At 9:55, an equipment check was performed by rappeller No.4 (R-4), in preparation for boarding the helicopter, according to the report. Marovich was informed of a broken Kong clip on his tri-link that was used to centre the Bourdon J-hook at the forward corner of the tri-link. Marovich went to a member of the crew, a spotter trainee, to correct the problem. The spotter trainee opened the tri-link with pliers to replace the broken clip with a rubber O-ring that was an authorized substitution. After the replacement, Marovich closed the tri-link barrel by hand and the spotter trainee ensured the closure nut was tight.
Witnesses said that Marovich then ran back to the helicopter that was in the process of starting. When he arrived at the helicopter, he received a buddy check again from R-4 and a spotter check prior to entering the helicopter.
The helicopter departed at 10:04 with the pilot, rappel spotter and four rappellers. The helicopter performed a high hover check prior to entering the rappel site and established a 67.5 to 75 metres hover over rappel site.
At this time the spotter initiated the rappel sequence and the ropes were thrown from the aircraft and configured with two genies on each rope. The spotter gave R-1 a signal to hook up and lock off. R-1 performed the hookup and lock off to the lower of the two genies. R-1 then presented his genie to the spotter and the spotter visually inspected the hookup and genie. The spotter then signaled for R-1 to move to the skid. R-1 stepped out onto the right skid and prepared for his descent, waiting for the opposite rappeller to get into position. The spotter then gave Marovich the signal to hookup and lock off.

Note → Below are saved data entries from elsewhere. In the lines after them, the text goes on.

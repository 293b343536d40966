pub mod session_cleanup;
pub mod store_flush;

use std::sync::atomic::{AtomicBool, Ordering};
use std::sync::Arc;
use std::time::Duration;

use tokio::sync::broadcast;
use tokio_cron_scheduler::{Job, JobScheduler};

use crate::config::{Config, WorkerConfig};
use crate::srs::registry::SessionRegistry;
use crate::store::Store;

/// 单次执行上限
const WORKER_TIMEOUT: Duration = Duration::from_secs(300);

#[cfg(test)]
const DRAIN_TIMEOUT: Duration = Duration::from_millis(10);
#[cfg(not(test))]
const DRAIN_TIMEOUT: Duration = Duration::from_secs(5);

#[derive(Debug, Clone, Copy, PartialEq, Eq, Hash)]
pub enum WorkerName {
    SessionCleanup,
    StoreFlush,
}

impl WorkerName {
    pub fn as_str(self) -> &'static str {
        match self {
            Self::SessionCleanup => "session_cleanup",
            Self::StoreFlush => "store_flush",
        }
    }
}

#[derive(Debug, Clone, PartialEq, Eq)]
pub struct JobSpec {
    pub name: WorkerName,
    pub cron: &'static str,
    pub enabled: bool,
}

pub struct WorkerManager {
    store: Arc<Store>,
    sessions: Arc<SessionRegistry>,
    shutdown_rx: broadcast::Receiver<()>,
    config: WorkerConfig,
    session_idle: chrono::Duration,
}

impl WorkerManager {
    pub fn new(
        store: Arc<Store>,
        sessions: Arc<SessionRegistry>,
        shutdown_rx: broadcast::Receiver<()>,
        config: &Config,
    ) -> Self {
        Self {
            store,
            sessions,
            shutdown_rx,
            config: config.worker.clone(),
            session_idle: chrono::Duration::minutes(config.study.session_idle_minutes.max(1)),
        }
    }

    /// Jobs this instance schedules; empty unless it is the worker leader.
    pub fn planned_jobs(&self) -> Vec<JobSpec> {
        if !self.config.is_leader {
            return Vec::new();
        }

        vec![
            JobSpec {
                name: WorkerName::SessionCleanup,
                cron: "0 */10 * * * *",
                enabled: true,
            },
            JobSpec {
                name: WorkerName::StoreFlush,
                cron: "0 * * * * *",
                enabled: true,
            },
        ]
    }

    /// Runs the scheduler until the shutdown broadcast fires.
    pub async fn start(mut self) -> Result<(), Box<dyn std::error::Error + Send + Sync>> {
        if !self.config.is_leader {
            tracing::info!("Not the worker leader; nothing to schedule");
            return Ok(());
        }

        let mut scheduler = JobScheduler::new().await?;
        for spec in self.planned_jobs().into_iter().filter(|spec| spec.enabled) {
            self.register(&scheduler, &spec).await;
        }
        scheduler.start().await?;
        tracing::info!("Worker scheduler running");

        let _ = self.shutdown_rx.recv().await;
        tracing::info!(drain_ms = DRAIN_TIMEOUT.as_millis() as u64, "Stopping worker scheduler");
        tokio::time::sleep(DRAIN_TIMEOUT).await;
        scheduler.shutdown().await?;
        Ok(())
    }

    async fn register(&self, scheduler: &JobScheduler, spec: &JobSpec) {
        match spec.name {
            WorkerName::SessionCleanup => {
                let sessions = self.sessions.clone();
                let idle = self.session_idle;
                add_job(scheduler, spec, move || {
                    let sessions = sessions.clone();
                    async move { session_cleanup::run(&sessions, idle).await }
                })
                .await;
            }
            WorkerName::StoreFlush => {
                let store = self.store.clone();
                add_job(scheduler, spec, move || {
                    let store = store.clone();
                    async move { store_flush::run(&store).await }
                })
                .await;
            }
        }
    }
}

/// 同一个 job 上一轮未结束时直接跳过本轮；释放在 drop 中完成，超时也能复位
struct RunningFlag(Arc<AtomicBool>);

impl RunningFlag {
    fn acquire(flag: &Arc<AtomicBool>) -> Option<Self> {
        flag.compare_exchange(false, true, Ordering::AcqRel, Ordering::Acquire)
            .ok()
            .map(|_| Self(flag.clone()))
    }
}

impl Drop for RunningFlag {
    fn drop(&mut self) {
        self.0.store(false, Ordering::Release);
    }
}

async fn add_job<Fut, F>(scheduler: &JobScheduler, spec: &JobSpec, mut run: F)
where
    F: FnMut() -> Fut + Send + Sync + 'static,
    Fut: std::future::Future<Output = ()> + Send + 'static,
{
    let worker = spec.name.as_str();
    let running = Arc::new(AtomicBool::new(false));

    let job = Job::new_async(spec.cron, move |_uuid, _lock| {
        let Some(flag) = RunningFlag::acquire(&running) else {
            tracing::warn!(worker, "Previous run still in progress, skipping tick");
            return Box::pin(async {});
        };
        let fut = run();
        Box::pin(async move {
            let _flag = flag;
            if tokio::time::timeout(WORKER_TIMEOUT, fut).await.is_err() {
                tracing::error!(worker, timeout_secs = WORKER_TIMEOUT.as_secs(), "Worker timed out");
            }
        })
    });

    let added = match job {
        Ok(job) => scheduler.add(job).await.map(|_| ()),
        Err(e) => Err(e),
    };
    match added {
        Ok(()) => tracing::info!(worker, cron = spec.cron, "Registered worker"),
        Err(e) => tracing::error!(worker, cron = spec.cron, error = %e, "Failed to register worker"),
    }
}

Marovich performed his hookup, locked off to the lower of the two genies, and presented his genie to the spotter.
Marovich then moved out to the left skid, holding onto the Figure 8 (a metal descent device used to deploy cargo) with his right hand as he exited the helicopter after letting go of the ring, Marovich disappeared from the skid and witnesses onboard felt a slight bump through the ship.
Witnesses at the helibase observed an uncharacteristic movement from Marovich as he began to position on the skid and then almost immediately leaving the skid and entering an excessively fast descent with a few witnesses observing white smoke coming from the rope and his feet “pedaling.” The height of the fall is estimated to have been approximately 67.5 metres.
Response by helitack crews on the ground and emergency medical personnel was immediate but attempts to stabilize him were unsuccessful. Marovich was pronounced dead about 30 minutes after the event.
This was a horrible accident but completely preventable. The investigation report revealed that the J-hook was not properly placed within the closed tri-link when an equipment replacement was made prior to boarding the helicopter. The initial equipment checks by Marovich and a spotter trainee after modification of equipment, and redundant equipment checks outlined in the Helicopter Rappel Guide that were performed by another rappeller and the spotter, failed to expose the improper rigging of the J-hook and tri-link.
The bottom line is that the J-hook was inspected five times by four different individuals, yet no one noticed the improperly placed O-ring.
Confirmation Bias: A repeated review of an established condition (e.g. a correctly configured harness) reinforces the expectation that the system is in that specific configuration. This is an example of reinforcement through experience which leads one to miss potentially critical anomalies.
The existence of inattention and change blindness, as well as the influence of expectations on vision (confirmation bias), helps us make sense of this tragic event.
How many times do we do a buddy check especially before entering IDLH environments. How often does the colour of smoke change without the IC taking note? How often have we said, “I thought I opened that,” or “I thought I closed that?”